DeepZang, the world’s first large language model for Tibetan, debuted in Lhasa, marking a new step in bringing the Tibetan language into the AI era.
The world’s first large language model designed for the Tibetan language, DeepZang, was released in Lhasa on March 15, according to CNS.
DeepZang is China’s first Tibetan-language large language model to complete national registration for generative artificial intelligence. The project fills a global technological gap in this field.
The launch took place during an event where DeepZang and its related applications were introduced. At the event, DeepZang founder Tenzin Norbu said the open-source model is China’s first AI platform designed for ethnic languages, supporting multiple languages and multimodal functions.
The platform supports services in more than 80 languages. It can listen, speak, translate, process images and analyse information. Meanwhile, the DeepZang app was also released. It will soon be used in several industries to create a range of “smart+” solutions.
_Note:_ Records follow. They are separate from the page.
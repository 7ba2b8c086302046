//! Call graph structures for callseq.
//!
//! `GraphBuilder` folds front-end observations into a `CallModel`: the node set,
//! the deduplicated caller -> callee graph, and the per-caller call order that
//! drives sequence synthesis.

use std::collections::{BTreeMap, BTreeSet, HashSet};

use tracing::trace;

use crate::domain::classify::{classify, indirect_label, CalleeClass};
use crate::domain::events::{foreign_functions, CalleeExpr, FrontEndEvent};
use crate::domain::options::AnalyzerOptions;

/// Final state of one analysis run. Read-only once ingestion is done.
#[derive(Debug, Clone, Default, PartialEq, Eq)]
pub struct CallModel {
    nodes: BTreeSet<String>,
    call_graph: BTreeMap<String, BTreeSet<String>>,
    call_order: BTreeMap<String, Vec<String>>,
}

impl CallModel {
    pub fn nodes(&self) -> &BTreeSet<String> {
        &self.nodes
    }

    pub fn call_graph(&self) -> &BTreeMap<String, BTreeSet<String>> {
        &self.call_graph
    }

    pub fn call_order(&self) -> &BTreeMap<String, Vec<String>> {
        &self.call_order
    }

    pub fn contains(&self, name: &str) -> bool {
        self.nodes.contains(name)
    }

    pub fn is_empty(&self) -> bool {
        self.nodes.is_empty()
    }

    /// Distinct callees of `caller`, in lexicographic order.
    pub fn callees(&self, caller: &str) -> Option<&BTreeSet<String>> {
        self.call_graph.get(caller)
    }

    /// Callees of `caller` in call-site order, duplicates included.
    pub fn calls_in_order(&self, caller: &str) -> Option<&[String]> {
        self.call_order.get(caller).map(Vec::as_slice)
    }

    pub fn edge_count(&self) -> usize {
        self.call_graph.values().map(BTreeSet::len).sum()
    }

    /// Caller -> sorted distinct callees, ready for serialization.
    pub fn graph_export(&self) -> BTreeMap<String, Vec<String>> {
        self.call_graph
            .iter()
            .map(|(caller, callees)| (caller.clone(), callees.iter().cloned().collect()))
            .collect()
    }

    /// Build a model from a translation unit's events.
    ///
    /// Callers declared only as non-user code are excluded up front, so the
    /// result does not depend on where their declarations appear.
    pub fn from_events(events: &[FrontEndEvent], options: &AnalyzerOptions) -> Self {
        let mut builder = GraphBuilder::new(options);
        builder.exclude_callers(foreign_functions(events));
        for event in events {
            builder.apply(event);
        }
        builder.finish()
    }
}

/// Target of an observed call.
#[derive(Debug, Clone, Copy)]
pub enum Callee<'a> {
    /// Resolved to a named declaration
    Direct(&'a str),
    /// Function pointer, unresolved dispatch, ...
    Unresolved(Option<&'a CalleeExpr>),
}

/// What `observe_call` did with an observation.
#[derive(Debug, Clone, PartialEq, Eq)]
pub enum CallOutcome {
    /// Edge and order entry recorded for this callee node
    Recorded { callee: String, class: CalleeClass },
    /// System callee discarded because stdlib leaves are off
    DroppedSystem,
    /// Empty caller or callee name
    DroppedEmpty,
}

/// Folds observations into a [`CallModel`]. One builder per translation unit.
#[derive(Debug)]
pub struct GraphBuilder {
    include_stdlib_leaves: bool,
    indirect_label_with_hint: bool,
    model: CallModel,
    // Callers whose calls are not recorded.
    excluded: HashSet<String>,
}

impl GraphBuilder {
    pub fn new(options: &AnalyzerOptions) -> Self {
        Self {
            include_stdlib_leaves: options.include_stdlib_leaves,
            indirect_label_with_hint: options.indirect_label_with_hint,
            model: CallModel::default(),
            excluded: HashSet::new(),
        }
    }

    fn ensure_node(&mut self, name: &str) {
        if self.model.nodes.contains(name) {
            return;
        }
        self.model.nodes.insert(name.to_string());
        self.model.call_graph.entry(name.to_string()).or_default();
        self.model.call_order.entry(name.to_string()).or_default();
    }

    /// Register a function node. Idempotent.
    pub fn observe_function(&mut self, name: &str) {
        if name.is_empty() {
            trace!("dropping declaration with empty name");
            return;
        }
        self.ensure_node(name);
    }

    /// Record one call site of `caller`.
    pub fn observe_call(&mut self, caller: &str, callee: Callee<'_>) -> CallOutcome {
        if caller.is_empty() {
            trace!("dropping call with empty caller");
            return CallOutcome::DroppedEmpty;
        }

        let label = match callee {
            Callee::Direct("") => {
                trace!(caller, "dropping call with empty callee");
                return CallOutcome::DroppedEmpty;
            }
            Callee::Direct(name) => name.to_string(),
            Callee::Unresolved(expr) => self.indirect_label_for(expr),
        };

        self.ensure_node(caller);

        let class = classify(&label);
        if class == CalleeClass::SystemLeaf && !self.include_stdlib_leaves {
            trace!(caller, callee = %label, "dropping stdlib call");
            return CallOutcome::DroppedSystem;
        }

        self.ensure_node(&label);
        if let Some(callees) = self.model.call_graph.get_mut(caller) {
            callees.insert(label.clone());
        }
        if let Some(order) = self.model.call_order.get_mut(caller) {
            order.push(label.clone());
        }

        CallOutcome::Recorded {
            callee: label,
            class,
        }
    }

    fn indirect_label_for(&self, expr: Option<&CalleeExpr>) -> String {
        if !self.indirect_label_with_hint {
            return indirect_label(None);
        }
        indirect_label(expr.and_then(CalleeExpr::hint))
    }

    /// Ignore every call made from `callers`.
    pub fn exclude_callers<I, S>(&mut self, callers: I)
    where
        I: IntoIterator<Item = S>,
        S: Into<String>,
    {
        self.excluded.extend(callers.into_iter().map(Into::into));
    }

    /// Apply a front-end event.
    ///
    /// Declarations from non-user code never create nodes. Calls from
    /// excluded callers are dropped.
    pub fn apply(&mut self, event: &FrontEndEvent) {
        match event {
            FrontEndEvent::DeclareFunction {
                name, is_user_code, ..
            } => {
                if *is_user_code {
                    self.observe_function(name);
                } else {
                    trace!(name = %name, "ignoring non-user declaration");
                }
            }
            FrontEndEvent::CallSite {
                caller,
                callee,
                callee_expr,
                ..
            } => {
                if self.excluded.contains(caller) {
                    trace!(caller = %caller, "ignoring call from non-user code");
                    return;
                }
                let target = match callee.as_deref() {
                    Some(name) => Callee::Direct(name),
                    None => Callee::Unresolved(callee_expr.as_ref()),
                };
                self.observe_call(caller, target);
            }
        }
    }

    pub fn model(&self) -> &CallModel {
        &self.model
    }

    pub fn finish(self) -> CallModel {
        self.model
    }
}

#[cfg(test)]
mod tests {
    use super::*;

    fn builder() -> GraphBuilder {
        GraphBuilder::new(&AnalyzerOptions::default())
    }

    fn set(names: &[&str]) -> BTreeSet<String> {
        names.iter().map(|s| s.to_string()).collect()
    }

    #[test]
    fn test_observe_function_is_idempotent() {
        let mut once = builder();
        once.observe_function("main");

        let mut twice = builder();
        twice.observe_function("main");
        twice.observe_function("main");

        assert_eq!(once.model(), twice.model());
        assert_eq!(twice.model().nodes().len(), 1);
        assert_eq!(twice.model().calls_in_order("main"), Some(&[][..]));
    }

    #[test]
    fn test_order_kept_graph_deduplicated() {
        let mut b = builder();
        b.observe_call("caller", Callee::Direct("a"));
        b.observe_call("caller", Callee::Direct("b"));
        b.observe_call("caller", Callee::Direct("a"));

        let model = b.finish();
        assert_eq!(
            model.calls_in_order("caller").unwrap(),
            &["a".to_string(), "b".to_string(), "a".to_string()]
        );
        assert_eq!(model.callees("caller").unwrap(), &set(&["a", "b"]));
        assert_eq!(model.edge_count(), 2);
    }

    #[test]
    fn test_stdlib_dropped_when_leaves_off() {
        let mut b = builder();
        let outcome = b.observe_call("main", Callee::Direct("malloc"));
        assert_eq!(outcome, CallOutcome::DroppedSystem);

        let model = b.finish();
        assert!(model.contains("main"));
        assert!(!model.contains("malloc"));
        assert!(model.callees("main").unwrap().is_empty());
        assert!(model.calls_in_order("main").unwrap().is_empty());
        assert!(model.call_order().get("malloc").is_none());
    }

    #[test]
    fn test_stdlib_recorded_once_when_leaves_on() {
        let opts = AnalyzerOptions {
            include_stdlib_leaves: true,
            ..Default::default()
        };
        let mut b = GraphBuilder::new(&opts);
        b.observe_call("main", Callee::Direct("printf"));
        b.observe_call("main", Callee::Direct("printf"));

        let model = b.finish();
        assert_eq!(model.nodes().iter().filter(|n| *n == "printf").count(), 1);
        assert_eq!(model.callees("main").unwrap(), &set(&["printf"]));
        assert_eq!(model.calls_in_order("main").unwrap().len(), 2);
    }

    #[test]
    fn test_indirect_labels_plain_and_hinted() {
        let fp = CalleeExpr::Reference("fp".to_string());

        let mut plain = builder();
        plain.observe_call("main", Callee::Unresolved(Some(&fp)));
        assert!(plain.model().contains("(indirect)"));

        let opts = AnalyzerOptions {
            indirect_label_with_hint: true,
            ..Default::default()
        };
        let mut hinted = GraphBuilder::new(&opts);
        hinted.observe_call("main", Callee::Unresolved(Some(&fp)));
        hinted.observe_call("main", Callee::Unresolved(None));
        let deref_field = CalleeExpr::Deref(Box::new(CalleeExpr::Other));
        hinted.observe_call("main", Callee::Unresolved(Some(&deref_field)));

        let model = hinted.finish();
        assert_eq!(
            model.calls_in_order("main").unwrap(),
            &[
                "(indirect:fp)".to_string(),
                "(indirect)".to_string(),
                "(indirect)".to_string()
            ]
        );
    }

    #[test]
    fn test_empty_names_dropped() {
        let mut b = builder();
        assert_eq!(b.observe_call("", Callee::Direct("x")), CallOutcome::DroppedEmpty);
        assert_eq!(b.observe_call("main", Callee::Direct("")), CallOutcome::DroppedEmpty);
        b.observe_function("");
        assert!(b.model().is_empty());
    }

    #[test]
    fn test_non_user_declarations_are_ignored() {
        let events = vec![
            FrontEndEvent::DeclareFunction {
                name: "inline_helper".to_string(),
                source_file: Some("util.h".to_string()),
                is_user_code: false,
            },
            FrontEndEvent::call("inline_helper", "other"),
            FrontEndEvent::declare("main", Some("main.c")),
            FrontEndEvent::call("main", "inline_helper"),
        ];
        let model = CallModel::from_events(&events, &AnalyzerOptions::default());

        assert!(!model.contains("other"));
        assert_eq!(model.callees("main").unwrap(), &set(&["inline_helper"]));
        assert!(model.calls_in_order("inline_helper").unwrap().is_empty());
    }

    #[test]
    fn test_non_user_caller_ignored_after_being_called() {
        let events = vec![
            FrontEndEvent::declare("main", Some("a.c")),
            FrontEndEvent::call("main", "hdr"),
            FrontEndEvent::DeclareFunction {
                name: "hdr".to_string(),
                source_file: Some("x.h".to_string()),
                is_user_code: false,
            },
            FrontEndEvent::call("hdr", "other"),
        ];
        let model = CallModel::from_events(&events, &AnalyzerOptions::default());

        assert!(!model.contains("other"));
        assert_eq!(model.callees("main").unwrap(), &set(&["hdr"]));
        assert!(model.callees("hdr").unwrap().is_empty());
    }

    #[test]
    fn test_builds_are_deterministic() {
        let events = vec![
            FrontEndEvent::call("main", "zeta"),
            FrontEndEvent::call("main", "alpha"),
            FrontEndEvent::indirect_call("alpha", None),
            FrontEndEvent::call("main", "zeta"),
        ];
        let first = CallModel::from_events(&events, &AnalyzerOptions::default());
        let second = CallModel::from_events(&events, &AnalyzerOptions::default());
        assert_eq!(first, second);

        let export = first.graph_export();
        assert_eq!(export["main"], vec!["alpha".to_string(), "zeta".to_string()]);
    }
}
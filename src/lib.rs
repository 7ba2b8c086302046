// Main library entry point for callseq.

pub mod api;
pub mod application;
pub mod domain;
pub mod error;
pub mod infrastructure;
pub mod ports;

pub use error::{Error, Result};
According to Tenzin Norbu, the company began planning a “Tibetan-Chinese bilingual plus AI” strategy in 2018. Over the next four years, the team built a high-quality Tibetan-Chinese parallel corpus with nearly 70 million entries.
In addition, large-scale voice data were collected across three major Tibetan dialect regions. The database includes about 10,500 hours of speech from Ü-Tsang, 10,000 hours from Kham, and 10,000 hours from Amdo. As a result, it is currently China’s largest Tibetan speech database with relatively precise annotations.
Finally, the model received recognition from the World Record Certification Agency during the launch event. The organisation awarded a certificate confirming DeepZang as the world’s first Tibetan large language model.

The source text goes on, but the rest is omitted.